The atmosphere had completely changed by 2020. The market was overrun by blank-check businesses that raised enormous amounts of money. New listings glowed on screens, bankers hurried between Midtown offices, and attorneys worked late into the night to revise filings. There’s a feeling that the speed itself became the point—momentum over memory, speed over scrutiny. Investors appeared to think they were seeing a quicker, more intelligent IPO. Few people might have paused to consider what was being given up in the process.
| Category | Details |
|---|---|
| Financial Vehicle | Special Purpose Acquisition Companies (SPACs) |
| Peak Period | 2020–2021 boom |
| Capital Raised | ~$200 billion+ globally |
| Number of SPAC IPOs | 600+ in peak cycle |
| Key Market | United States |
| Regulatory Authority | U.S. Securities and Exchange Commission |
| Typical Promise | Faster route to public markets vs IPO |
| Common Outcome | Post-merger stock declines, investor losses |
| Reference | https://www.sec.gov |
The pitch was surprisingly straightforward. In order to find a promising private company, a SPAC would first raise funds. At the time, that inversion—capital before clarity—seemed clever. If you stood far enough away, it also seemed a little unnerving.
Younger analysts whispered about targets they had not yet seen outside of conference rooms with glass walls, constructing models based more on conjecture than reality. As it developed, there was a faint echo of previous cycles, such as dot-com, housing, and cryptocurrency, all of which were driven by a similar combination of selective memory and optimism.
The illusion was maintained in part by the early winners. Startups in the electric vehicle and space industries were introduced to the market through high-profile mergers, frequently with long-term projections. Businesses like Nikola Corporation and Virgin Galactic came to represent what SPACs could accomplish.
For a brief while, it seemed as though Wall Street had figured out how to fund ambitious ideas fast, cut out the tedious parts, and let the market make the final decision. However, markets do make the final decision. Eventually.
Something changed by the end of 2021. At first, there were only a few deals trading below their listing price and a few tense investor calls. Then it became more difficult to ignore the pattern. After making a spectacular debut, stocks started to decline, sometimes precipitously. The impact was evident, though it’s still unclear if this was inevitable or just sped up by tighter monetary policy. The effortless self-assurance vanished.
Regulators started to get closer, especially the U.S. Securities and Exchange Commission. Accounting procedures and disclosure requirements were called into question by new guidelines. Discussions inside downtown law firms became circumspect, almost defensive. The rules don’t seem to have changed overnight, but people’s tolerance for ambiguity has.
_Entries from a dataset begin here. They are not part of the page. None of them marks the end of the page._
//! Keyboard editing, clipboard and entities driven through the editor the
//! way a host forwards browser events.

mod common;

use common::harness::{
    delimiters, editing_editor, model_text, place_caret, press, select_range, setup_test_logging,
    text_node,
};
use common::recording::{EventLog, RecordingPlugin, entries};
use contentmodel_rust::model::find_selection_marker;
use contentmodel_rust::{
    BlockPath, DomSelection, EditPlugin, Editor, EditorOptions, KeyCode, KeyboardEvent, NodeId,
};

const ZWS: char = '\u{200B}';

/// Detached `span` holding `label`, ready to become an entity.
fn entity_wrapper(editor: &mut Editor, label: &str) -> NodeId {
    let dom = editor.dom_mut();
    let wrapper = dom.create_element("span");
    let text = dom.create_text(label);
    dom.append_child(wrapper, text).unwrap();
    wrapper
}

/// `<div>ab</div>` with a read-only mention inserted at `offset`.
fn editor_with_mention(offset: usize) -> (Editor, NodeId) {
    let mut editor = editing_editor("<div>ab</div>");
    let ab = text_node(&editor, "ab");
    place_caret(&mut editor, ab, offset);
    let wrapper = entity_wrapper(&mut editor, "@bob");
    editor.insert_entity(wrapper, "mention", false).unwrap().unwrap();
    (editor, wrapper)
}

#[test]
fn test_backspace_at_segment_start_goes_through_model() {
    let mut editor = editing_editor("<div>test</div>");
    let text = text_node(&editor, "test");
    place_caret(&mut editor, text, 1);

    let event = press(&mut editor, KeyCode::Backspace);
    assert!(event.default_prevented());
    assert_eq!(model_text(&mut editor), "est");
    assert_eq!(editor.inner_html().unwrap(), "<div><span>est</span></div>");

    assert!(editor.undo().unwrap());
    assert_eq!(editor.inner_html().unwrap(), "<div>test</div>");
    assert!(editor.redo().unwrap());
    assert_eq!(editor.inner_html().unwrap(), "<div><span>est</span></div>");
}

#[test]
fn test_plain_backspace_inside_text_is_left_to_browser() {
    let mut editor = editing_editor("<div>test</div>");
    let text = text_node(&editor, "test");
    place_caret(&mut editor, text, 3);

    let event = press(&mut editor, KeyCode::Backspace);
    assert!(!event.default_prevented());
    assert_eq!(editor.inner_html().unwrap(), "<div>test</div>");
}

#[test]
fn test_delete_at_end_of_content_changes_nothing() {
    let mut editor = editing_editor("<div>test</div>");
    let text = text_node(&editor, "test");
    place_caret(&mut editor, text, 4);

    let event = press(&mut editor, KeyCode::Delete);
    assert!(!event.default_prevented());
    assert_eq!(editor.inner_html().unwrap(), "<div>test</div>");
}

#[test]
fn test_backspace_at_paragraph_start_joins_paragraphs() {
    let mut editor = editing_editor("<div>ab</div><div>cd</div>");
    let cd = text_node(&editor, "cd");
    place_caret(&mut editor, cd, 0);

    let event = press(&mut editor, KeyCode::Backspace);
    assert!(event.default_prevented());
    let model = editor.create_content_model().unwrap();
    assert_eq!(model.blocks.len(), 1);
    assert_eq!(model.plain_text(), "abcd");
}

#[test]
fn test_ctrl_backspace_deletes_previous_word() {
    let mut editor = editing_editor("<div>hello world</div>");
    let text = text_node(&editor, "hello world");
    place_caret(&mut editor, text, 11);

    let event = editor
        .handle_key_down(KeyboardEvent::with_ctrl(KeyCode::Backspace))
        .unwrap();
    assert!(event.default_prevented());
    assert_eq!(model_text(&mut editor), "hello ");
}

#[test]
fn test_typing_over_selection_deletes_it_first() {
    let mut editor = editing_editor("<div>hello world</div>");
    let text = text_node(&editor, "hello world");
    select_range(&mut editor, (text, 0), (text, 6));

    let event = press(&mut editor, KeyCode::Char('x'));
    // The browser still inserts the character itself.
    assert!(!event.default_prevented());
    assert!(editor.core().cache_state().model.is_none());
    assert_eq!(model_text(&mut editor), "world");
    assert!(editor.core().can_undo());
}

#[test]
fn test_paste_splits_the_caret_paragraph() {
    let mut editor = editing_editor("<div>abcd</div>");
    let text = text_node(&editor, "abcd");
    place_caret(&mut editor, text, 2);

    assert!(editor.paste("<div>1</div><div>2</div>").unwrap());
    let model = editor.create_content_model().unwrap();
    assert_eq!(model.blocks.len(), 2);
    assert_eq!(model.plain_text(), "ab1\n2cd");
}

#[test]
fn test_paste_without_selection_appends() {
    let mut editor = editing_editor("<div>a</div>");
    assert!(editor.paste("<div>b</div>").unwrap());
    assert_eq!(model_text(&mut editor), "a\nb");
    assert!(!editor.paste("").unwrap());
}

#[test]
fn test_copy_keeps_content_and_cut_removes_it() {
    let mut editor = editing_editor("<div>hello world</div>");
    let text = text_node(&editor, "hello world");
    select_range(&mut editor, (text, 0), (text, 5));

    let copied = editor.copy().unwrap().unwrap();
    assert!(copied.contains("hello"));
    assert!(!copied.contains("world"));
    assert_eq!(model_text(&mut editor), "hello world");

    let cut = editor.cut().unwrap().unwrap();
    assert_eq!(cut, copied);
    assert_eq!(model_text(&mut editor), " world");

    assert!(editor.undo().unwrap());
    assert_eq!(model_text(&mut editor), "hello world");
}

#[test]
fn test_copy_without_expanded_selection_is_none() {
    let mut editor = editing_editor("<div>hello</div>");
    assert_eq!(editor.copy().unwrap(), None);
    let text = text_node(&editor, "hello");
    place_caret(&mut editor, text, 2);
    assert_eq!(editor.cut().unwrap(), None);
    assert_eq!(model_text(&mut editor), "hello");
}

#[test]
fn test_inserted_entities_get_unique_ids_and_delimiters() {
    let (mut editor, _) = editor_with_mention(2);
    assert_eq!(delimiters(&editor).0.len(), 1);
    assert_eq!(delimiters(&editor).1.len(), 1);

    let second = entity_wrapper(&mut editor, "@amy");
    let entity = editor.insert_entity(second, "mention", false).unwrap().unwrap();
    assert_eq!(entity.entity_format.id.as_deref(), Some("mention_1"));
    assert!(entity.entity_format.is_readonly);
    assert_eq!(editor.core().entity_map().entities.len(), 2);
    assert_eq!(delimiters(&editor).0.len(), 2);
    assert_eq!(delimiters(&editor).1.len(), 2);

    let content = editor.get_content().unwrap();
    assert!(content.contains("@bob"));
    assert!(content.contains("@amy"));
    assert!(!content.contains(ZWS));
    // Extraction works on a copy.
    assert_eq!(delimiters(&editor).1.len(), 2);
}

#[test]
fn test_arrow_keys_jump_over_entity() {
    let (mut editor, _) = editor_with_mention(1);
    let (before, after) = delimiters(&editor);
    let before_text = editor.dom().first_child(before[0]).unwrap();
    let after_text = editor.dom().first_child(after[0]).unwrap();

    place_caret(&mut editor, before_text, 0);
    let event = press(&mut editor, KeyCode::Right);
    assert!(event.default_prevented());
    assert_eq!(
        editor.get_dom_selection().unwrap(),
        Some(DomSelection::caret(after_text, 1))
    );
    // The model caret sits right after the entity.
    let model = editor.create_content_model().unwrap();
    assert_eq!(
        find_selection_marker(&model.blocks),
        Some((BlockPath::root(0), 2))
    );

    let event = press(&mut editor, KeyCode::Left);
    assert!(event.default_prevented());
    assert_eq!(
        editor.get_dom_selection().unwrap(),
        Some(DomSelection::caret(before_text, 0))
    );
}

#[test]
fn test_arrow_keys_follow_rtl_direction() {
    let (mut editor, _) = editor_with_mention(1);
    let root = editor.root();
    editor.dom_mut().set_attribute(root, "dir", "rtl").unwrap();
    let (before, after) = delimiters(&editor);
    let before_text = editor.dom().first_child(before[0]).unwrap();
    let after_text = editor.dom().first_child(after[0]).unwrap();
    place_caret(&mut editor, before_text, 0);

    // Right moves away from the entity in right-to-left content.
    let event = press(&mut editor, KeyCode::Right);
    assert!(!event.default_prevented());
    assert_eq!(
        editor.get_dom_selection().unwrap(),
        Some(DomSelection::caret(before_text, 0))
    );

    let event = press(&mut editor, KeyCode::Left);
    assert!(event.default_prevented());
    assert_eq!(
        editor.get_dom_selection().unwrap(),
        Some(DomSelection::caret(after_text, 1))
    );
}

#[test]
fn test_enter_in_delimiter_splits_paragraph() {
    let (mut editor, _) = editor_with_mention(2);
    let after = delimiters(&editor).1[0];
    let zws_text = editor.dom().first_child(after).unwrap();
    place_caret(&mut editor, zws_text, 1);

    let event = press(&mut editor, KeyCode::Enter);
    assert!(event.default_prevented());
    let model = editor.create_content_model().unwrap();
    assert_eq!(model.blocks.len(), 2);
    let (path, _) = find_selection_marker(&model.blocks).unwrap();
    assert_eq!(path, BlockPath::root(1));
    assert!(editor.core().can_undo());
}

#[test]
fn test_character_typed_into_delimiter_is_fixed_up() {
    let (mut editor, wrapper) = editor_with_mention(2);
    let after = delimiters(&editor).1[0];
    let zws_text = editor.dom().first_child(after).unwrap();
    place_caret(&mut editor, zws_text, 1);

    let event = press(&mut editor, KeyCode::Char('x'));
    assert!(!event.default_prevented());
    assert!(editor.core().has_deferred());

    // What the browser does before the next frame.
    editor.dom_mut().set_text(zws_text, "\u{200B}x").unwrap();
    place_caret(&mut editor, zws_text, 2);

    assert_eq!(editor.run_deferred().unwrap(), 1);
    assert_eq!(editor.dom().text(zws_text), Some("x"));
    assert_eq!(
        editor.get_dom_selection().unwrap(),
        Some(DomSelection::caret(zws_text, 1))
    );
    let (before, after_now) = delimiters(&editor);
    assert_eq!(before.len(), 1);
    assert_eq!(after_now.len(), 1);
    assert_ne!(after_now[0], after);
    assert_eq!(editor.dom().next_sibling(wrapper), Some(after_now[0]));
    assert_eq!(model_text(&mut editor), "abx");
}

#[test]
fn test_deferred_fix_tolerates_detached_delimiter() {
    let (mut editor, _) = editor_with_mention(2);
    let after = delimiters(&editor).1[0];
    let zws_text = editor.dom().first_child(after).unwrap();
    place_caret(&mut editor, zws_text, 1);
    press(&mut editor, KeyCode::Char('x'));

    editor.dom_mut().release(after);
    assert_eq!(editor.run_deferred().unwrap(), 1);
    assert!(!editor.dom().is_alive(after));
}

#[test]
fn test_backspace_after_entity_removes_it() {
    setup_test_logging();
    let log = EventLog::default();
    let mut editor = Editor::new(
        EditorOptions::default()
            .with_html("<div>ab</div>")
            .with_plugin(EditPlugin::new())
            .with_plugin(RecordingPlugin::new("rec", &log)),
    )
    .unwrap();
    let ab = text_node(&editor, "ab");
    place_caret(&mut editor, ab, 2);
    let wrapper = entity_wrapper(&mut editor, "@bob");
    editor.insert_entity(wrapper, "mention", false).unwrap().unwrap();

    let after = delimiters(&editor).1[0];
    let zws_text = editor.dom().first_child(after).unwrap();
    place_caret(&mut editor, zws_text, 1);
    log.borrow_mut().clear();

    let event = press(&mut editor, KeyCode::Backspace);
    assert!(event.default_prevented());
    assert_eq!(model_text(&mut editor), "ab");
    assert_eq!(delimiters(&editor), (Vec::new(), Vec::new()));
    assert!(!editor.dom().contains(editor.root(), wrapper));
    assert!(entries(&log, "rec:").contains(&"rec:entityOperation".to_string()));
}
In the meantime, more attention started to be paid to the SPAC deals’ structure. Early investors, who were frequently big institutions, had access to advantageous terms that allowed them to redeem shares while retaining warrants. This flexibility wasn’t always available to smaller investors who arrived later. Although the imbalance was not new, it became more apparent when returns fell short of expectations. It’s possible that the hangover is reputational rather than just financial.
The repercussions seem more intimate in more sedate areas of the market. A retail investor watching a once-hyped stock decline while perusing a brokerage app. After going public too soon, a startup executive is now controlling expectations rather than developing covertly. It turns out that the promise of speed has a price. You can’t completely engineer time, after all.
Additionally, there is a more general change in attitude. Previously focused on speculative growth, investors now discuss cash flow, margins, and survival. Words like “discipline” and “fundamentals” have returned, albeit with a cautious respect. It’s difficult to ignore how abruptly the story shifted from enthusiasm to skepticism.
SPACs have not, however, vanished. They remain, altered but not eliminated. Even though they don’t make as much noise, some sponsors are still actively looking for deals and raising money. The structure itself seems to have been overused and stretched beyond its natural bounds rather than completely defective. It remains to be seen if it finds a stable role in the future.
The boom now seems almost compressed in retrospect, like a party that burned too brightly for too long. In retrospect, deals closing at a rate that seemed impressive at the time now seem a little reckless. As this develops, it seems more like Wall Street forgot that every shortcut eventually leads to reality rather than making a mistake.
And reality came quietly, as it usually does.